▸ **Exercise goal**:
Show every line from the entries that follow which holds the word "message".

▸ **Data provided**:

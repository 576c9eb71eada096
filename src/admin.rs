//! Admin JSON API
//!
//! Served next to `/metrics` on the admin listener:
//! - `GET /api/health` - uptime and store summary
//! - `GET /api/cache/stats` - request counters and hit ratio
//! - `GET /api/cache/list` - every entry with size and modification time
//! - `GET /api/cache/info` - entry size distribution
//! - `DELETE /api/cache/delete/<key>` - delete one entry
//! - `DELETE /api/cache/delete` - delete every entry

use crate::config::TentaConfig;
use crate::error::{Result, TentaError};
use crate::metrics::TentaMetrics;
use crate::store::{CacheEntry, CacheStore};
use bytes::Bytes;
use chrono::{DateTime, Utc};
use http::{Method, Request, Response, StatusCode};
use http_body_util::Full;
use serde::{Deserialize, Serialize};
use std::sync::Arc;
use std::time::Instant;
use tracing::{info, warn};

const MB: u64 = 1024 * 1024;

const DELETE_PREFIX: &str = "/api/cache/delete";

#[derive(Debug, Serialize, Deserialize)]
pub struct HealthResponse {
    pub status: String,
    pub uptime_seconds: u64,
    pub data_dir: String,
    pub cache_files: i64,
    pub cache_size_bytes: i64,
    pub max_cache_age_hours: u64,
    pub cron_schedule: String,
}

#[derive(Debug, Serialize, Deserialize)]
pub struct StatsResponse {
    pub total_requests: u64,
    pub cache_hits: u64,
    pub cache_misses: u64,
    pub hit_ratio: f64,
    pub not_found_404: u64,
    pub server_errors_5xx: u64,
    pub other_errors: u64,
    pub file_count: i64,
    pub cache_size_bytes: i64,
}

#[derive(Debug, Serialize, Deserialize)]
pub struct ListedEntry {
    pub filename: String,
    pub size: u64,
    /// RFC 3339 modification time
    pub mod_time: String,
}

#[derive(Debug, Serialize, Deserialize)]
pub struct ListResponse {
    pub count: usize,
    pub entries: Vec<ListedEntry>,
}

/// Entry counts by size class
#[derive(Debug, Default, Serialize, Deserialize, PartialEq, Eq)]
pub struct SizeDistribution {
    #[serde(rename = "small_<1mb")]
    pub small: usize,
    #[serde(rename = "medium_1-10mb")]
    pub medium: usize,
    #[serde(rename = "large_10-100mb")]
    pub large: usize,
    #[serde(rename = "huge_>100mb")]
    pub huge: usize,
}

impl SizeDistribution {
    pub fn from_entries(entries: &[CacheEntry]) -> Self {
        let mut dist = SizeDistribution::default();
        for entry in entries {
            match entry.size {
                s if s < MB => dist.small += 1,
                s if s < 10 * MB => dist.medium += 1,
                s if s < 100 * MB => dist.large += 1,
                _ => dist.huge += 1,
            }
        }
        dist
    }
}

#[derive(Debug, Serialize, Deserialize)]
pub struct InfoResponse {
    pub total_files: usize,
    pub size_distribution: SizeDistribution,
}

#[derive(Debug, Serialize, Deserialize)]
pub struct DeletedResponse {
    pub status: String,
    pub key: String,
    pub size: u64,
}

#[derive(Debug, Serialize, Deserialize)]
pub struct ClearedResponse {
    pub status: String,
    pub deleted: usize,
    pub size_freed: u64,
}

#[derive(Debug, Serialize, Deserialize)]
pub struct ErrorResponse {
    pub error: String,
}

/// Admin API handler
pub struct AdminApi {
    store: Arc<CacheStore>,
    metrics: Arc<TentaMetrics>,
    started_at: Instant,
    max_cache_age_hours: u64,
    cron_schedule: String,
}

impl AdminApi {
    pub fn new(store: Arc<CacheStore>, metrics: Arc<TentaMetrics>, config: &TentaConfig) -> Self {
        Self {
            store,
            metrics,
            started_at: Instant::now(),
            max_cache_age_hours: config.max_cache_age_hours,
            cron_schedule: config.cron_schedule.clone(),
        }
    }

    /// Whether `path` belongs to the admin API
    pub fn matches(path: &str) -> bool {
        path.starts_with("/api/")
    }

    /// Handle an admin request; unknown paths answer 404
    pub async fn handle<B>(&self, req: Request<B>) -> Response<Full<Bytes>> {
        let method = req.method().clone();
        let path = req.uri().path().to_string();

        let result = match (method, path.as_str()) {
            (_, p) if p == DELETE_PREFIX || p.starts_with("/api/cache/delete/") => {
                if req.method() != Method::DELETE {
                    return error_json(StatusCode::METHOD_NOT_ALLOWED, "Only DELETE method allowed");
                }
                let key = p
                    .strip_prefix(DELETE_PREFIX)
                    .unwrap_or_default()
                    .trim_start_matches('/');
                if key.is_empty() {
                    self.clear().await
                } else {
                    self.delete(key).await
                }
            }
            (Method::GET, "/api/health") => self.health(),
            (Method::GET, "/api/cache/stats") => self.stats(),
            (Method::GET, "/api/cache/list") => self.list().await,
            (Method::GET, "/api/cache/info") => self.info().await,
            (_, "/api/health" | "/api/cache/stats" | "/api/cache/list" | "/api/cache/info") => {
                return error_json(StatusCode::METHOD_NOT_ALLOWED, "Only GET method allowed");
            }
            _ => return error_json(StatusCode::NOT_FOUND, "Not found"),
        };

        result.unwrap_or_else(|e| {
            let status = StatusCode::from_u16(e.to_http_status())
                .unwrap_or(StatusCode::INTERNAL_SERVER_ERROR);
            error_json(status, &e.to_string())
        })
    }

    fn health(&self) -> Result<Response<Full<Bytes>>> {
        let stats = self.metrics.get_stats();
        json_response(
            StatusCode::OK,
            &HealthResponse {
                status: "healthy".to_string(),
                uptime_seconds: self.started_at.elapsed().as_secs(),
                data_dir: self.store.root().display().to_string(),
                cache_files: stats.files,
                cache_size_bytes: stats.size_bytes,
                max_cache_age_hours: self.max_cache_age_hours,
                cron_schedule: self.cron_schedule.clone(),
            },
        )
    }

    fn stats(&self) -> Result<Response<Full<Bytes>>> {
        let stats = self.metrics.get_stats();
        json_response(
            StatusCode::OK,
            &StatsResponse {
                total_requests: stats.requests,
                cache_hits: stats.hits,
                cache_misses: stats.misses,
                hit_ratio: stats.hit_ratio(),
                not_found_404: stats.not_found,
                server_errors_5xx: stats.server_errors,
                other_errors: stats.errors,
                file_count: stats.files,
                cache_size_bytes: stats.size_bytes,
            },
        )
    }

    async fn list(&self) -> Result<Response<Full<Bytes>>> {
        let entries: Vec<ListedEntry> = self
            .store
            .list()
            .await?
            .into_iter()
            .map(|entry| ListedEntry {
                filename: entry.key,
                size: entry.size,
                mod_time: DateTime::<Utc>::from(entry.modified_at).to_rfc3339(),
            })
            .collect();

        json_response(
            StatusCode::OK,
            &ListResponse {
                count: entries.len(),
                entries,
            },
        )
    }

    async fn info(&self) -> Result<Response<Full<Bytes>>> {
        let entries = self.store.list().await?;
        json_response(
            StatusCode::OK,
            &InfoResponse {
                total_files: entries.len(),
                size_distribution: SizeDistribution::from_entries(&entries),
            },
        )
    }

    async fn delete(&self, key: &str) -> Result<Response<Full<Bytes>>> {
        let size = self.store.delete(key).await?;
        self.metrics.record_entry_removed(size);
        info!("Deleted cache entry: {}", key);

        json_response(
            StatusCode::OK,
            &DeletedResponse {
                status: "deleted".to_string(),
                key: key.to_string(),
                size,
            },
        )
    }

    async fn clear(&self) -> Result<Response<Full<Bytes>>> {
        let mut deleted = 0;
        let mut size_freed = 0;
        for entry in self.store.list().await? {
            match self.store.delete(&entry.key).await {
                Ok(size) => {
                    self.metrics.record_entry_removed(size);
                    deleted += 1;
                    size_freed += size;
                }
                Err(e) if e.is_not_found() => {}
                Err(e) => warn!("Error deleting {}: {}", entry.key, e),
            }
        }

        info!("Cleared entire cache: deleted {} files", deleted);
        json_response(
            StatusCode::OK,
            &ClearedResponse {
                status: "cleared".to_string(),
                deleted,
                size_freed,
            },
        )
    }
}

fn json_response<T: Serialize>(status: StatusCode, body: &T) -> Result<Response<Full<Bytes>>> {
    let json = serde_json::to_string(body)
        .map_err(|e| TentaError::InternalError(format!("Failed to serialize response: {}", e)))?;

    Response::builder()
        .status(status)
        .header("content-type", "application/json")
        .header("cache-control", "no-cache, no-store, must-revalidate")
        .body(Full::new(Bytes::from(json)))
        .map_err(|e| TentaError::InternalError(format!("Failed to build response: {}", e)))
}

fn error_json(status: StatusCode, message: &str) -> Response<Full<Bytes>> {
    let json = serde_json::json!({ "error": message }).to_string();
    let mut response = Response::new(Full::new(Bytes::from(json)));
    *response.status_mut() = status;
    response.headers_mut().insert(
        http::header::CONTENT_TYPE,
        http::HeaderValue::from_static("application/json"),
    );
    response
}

▸ **Expected output**:
fn error_json(status: StatusCode, message: &str) -> Response<Full<Bytes>> {
    let json = serde_json::json!({ "error": message }).to_string();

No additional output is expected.